本来、航海日記とは、船長以下定められた者が、航海の記録の為に記すものである。
本官はその任にあらざるが、故あって、本日より、極めて私的にこの日記を記す事になった。
その理由とは―――まず、公的な、本船マルディット号の航海記録が、現状、捏造されていてもおかしくない状況である、というのがひとつ。
正確に、この船の現況を記録するものが、後々必要になるかも知れないという個人的見解によるものである。
それから、もうひとつには、有事の際、この記録を以て我が遺言と為すべく、これを書き綴るものである。

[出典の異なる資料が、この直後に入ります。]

//! Pinhole camera recording a planar slice of the 4D light field.

use crate::error::{PhysicsError, PhysicsResult};
use penta_math::{Pose, Ray, Vec4};
use std::f32::consts::PI;

/// Looks along local +W. Image x maps to local +X, image y (downward) to
/// local -Y, and recorded rays have no local Z component.
#[derive(Debug, Clone, PartialEq)]
pub struct Camera {
    pub width: u32,
    pub height: u32,
    pose: Pose,
    fov_x: f32,
    fov_y: f32,

    // Cached half extents of the image plane at distance one
    half_x: f32,
    half_y: f32,
}

impl Camera {
    /// Field of view angles are full angles in radians, within (0, π).
    pub fn new(pose: Pose, width: u32, height: u32, fov_x: f32, fov_y: f32) -> PhysicsResult<Self> {
        if width == 0 || height == 0 {
            return Err(PhysicsError::EmptyImage { width, height });
        }
        for fov in [fov_x, fov_y] {
            if !(fov > 0.0 && fov < PI) {
                return Err(PhysicsError::InvalidFov(fov));
            }
        }
        Ok(Self {
            width,
            height,
            pose,
            fov_x,
            fov_y,
            half_x: (fov_x * 0.5).tan(),
            half_y: (fov_y * 0.5).tan(),
        })
    }

    /// Move the camera.
    pub fn with_pose(mut self, pose: Pose) -> Self {
        self.pose = pose;
        self
    }

    pub fn pose(&self) -> &Pose {
        &self.pose
    }

    pub fn fov(&self) -> (f32, f32) {
        (self.fov_x, self.fov_y)
    }

    /// Primary ray through a continuous image position, where pixel `(x, y)`
    /// covers `[x, x + 1) × [y, y + 1)`.
    pub fn ray_at(&self, image_x: f32, image_y: f32) -> Ray {
        let u = image_x / self.width as f32 * 2.0 - 1.0;
        let v = image_y / self.height as f32 * 2.0 - 1.0;
        let local = Vec4::new(u * self.half_x, -v * self.half_y, 0.0, 1.0).normalize();
        Ray::new(self.pose.translation(), self.pose.transform_vector(local))
    }
}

さて、何故、こんな切迫した前置きの上、書き始めたのか。
理由は、極めて単純なものである。上記に挙げた理由の根源もそこにある。

現在、本船マルディット号が祖国、キリアスを出港してより21日目。
本船は、出港16日目より、現在地を未だ割り出せぬまま、遭難しているのである。








「―――まあ、書き出しは、こんなものでしょうね」

言いながら、トーラスは一旦筆を置いた。
文を書くのは随分久し振りだ。昔は暇にあかせてつらつらと、よく何かを書きつけていたものだったが、今ではすっかり、自然な文の書き方など忘れてしまった。
それでも、何かを書き残して置かなければ、と思うのは―――少しだけ考えて、トーラスは軽く苦笑した。

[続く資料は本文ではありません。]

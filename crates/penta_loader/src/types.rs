//! Serialized render task description.
//!
//! These types mirror the JSON layout one to one. Nothing here is validated;
//! see [`crate::loader`] for conversion into renderer objects.

use serde::{Deserialize, Serialize};

/// RGB triple.
pub type RgbDesc = [f32; 3];

/// 4D point or vector.
pub type PointDesc = [f32; 4];

/// Everything needed to render one image.
#[derive(Clone, Debug, PartialEq, Serialize, Deserialize)]
#[serde(deny_unknown_fields)]
pub struct RenderTaskDesc {
    /// Name of a builtin scene. Exclusive with `scene`.
    #[serde(default, skip_serializing_if = "Option::is_none")]
    pub scene_name: Option<String>,

    #[serde(default, skip_serializing_if = "Option::is_none")]
    pub scene: Option<SceneDesc>,

    pub camera: CameraDesc,

    pub samples_per_pixel: u32,

    /// Defaults to 5
    #[serde(default, skip_serializing_if = "Option::is_none")]
    pub max_depth: Option<u32>,

    #[serde(default, skip_serializing_if = "Option::is_none")]
    pub seed: Option<u64>,
}

#[derive(Clone, Debug, Default, PartialEq, Serialize, Deserialize)]
#[serde(deny_unknown_fields)]
pub struct SceneDesc {
    /// Radiance of rays escaping the scene; black when absent
    #[serde(default, skip_serializing_if = "Option::is_none")]
    pub background: Option<RgbDesc>,

    /// Mean free path of the medium filling space; vacuum when absent
    #[serde(default, skip_serializing_if = "Option::is_none")]
    pub scattering_sigma: Option<f32>,

    #[serde(default)]
    pub objects: Vec<ObjectDesc>,

    #[serde(default)]
    pub lights: Vec<LightDesc>,
}

#[derive(Clone, Debug, PartialEq, Serialize, Deserialize)]
#[serde(deny_unknown_fields)]
pub struct ObjectDesc {
    pub geometry: GeometryDesc,
    pub material: MaterialDesc,
}

#[derive(Clone, Debug, PartialEq, Serialize, Deserialize)]
#[serde(tag = "type", rename_all = "snake_case")]
pub enum GeometryDesc {
    Sphere {
        center: PointDesc,
        radius: f32,
    },
    /// The hyperplane `normal · x = offset`, optionally clipped to a ball of
    /// radius `cutoff` around its closest point to the origin.
    Plane {
        normal: PointDesc,
        offset: f32,
        #[serde(default, skip_serializing_if = "Option::is_none")]
        cutoff: Option<f32>,
    },
    Disc {
        center: PointDesc,
        normal: PointDesc,
        radius: f32,
    },
    Cuboid {
        min: PointDesc,
        max: PointDesc,
    },
    /// Box of full edge lengths `size`, centered on the pose origin.
    Obb {
        local_to_world: PoseDesc,
        size: PointDesc,
    },
    Tetrahedron {
        vertices: [PointDesc; 4],
    },
}

#[derive(Clone, Debug, PartialEq, Serialize, Deserialize)]
#[serde(tag = "type", rename_all = "snake_case")]
pub enum MaterialDesc {
    Lambert {
        reflectance: RgbDesc,
    },
    Emission {
        radiance: RgbDesc,
    },
    Glass {
        #[serde(default = "default_refractive_index")]
        refractive_index: f32,
    },
}

fn default_refractive_index() -> f32 {
    1.0
}

#[derive(Clone, Debug, PartialEq, Serialize, Deserialize)]
#[serde(tag = "type", rename_all = "snake_case")]
pub enum LightDesc {
    Point { position: PointDesc, power: RgbDesc },
}

/// Perspective camera looking along its local +W axis.
#[derive(Clone, Debug, PartialEq, Serialize, Deserialize)]
#[serde(deny_unknown_fields)]
pub struct CameraDesc {
    pub width: u32,
    pub height: u32,
    /// Horizontal field of view in degrees
    pub fov_x: f32,
    /// Vertical field of view in degrees
    pub fov_y: f32,
    #[serde(default, skip_serializing_if = "Option::is_none")]
    pub local_to_world: Option<PoseDesc>,
}

/// Rigid transform. Missing parts default to identity.
#[derive(Clone, Debug, Default, PartialEq, Serialize, Deserialize)]
#[serde(deny_unknown_fields)]
pub struct PoseDesc {
    /// 4x4 rotation in row-major order
    #[serde(default, skip_serializing_if = "Option::is_none")]
    pub rotation: Option<[f32; 16]>,

    #[serde(default, skip_serializing_if = "Option::is_none")]
    pub translation: Option<PointDesc>,
}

「やっぱり、ユーリー兄さんの言った通りになっちゃったみたいですもんねえ。せめて遺言くらい残した方が、あの人も立ち直りやすいでしょう」

ひとつ、大きく息を吐き出すと、トーラスは筆を手に取った。
現況を詳しく書き連ねていく。
なるべく正確に、事実を―――淡々とした文章を綴りながら、彼は、そもそも、何故自分がこの船に乗ることになったのか、を思い出していた。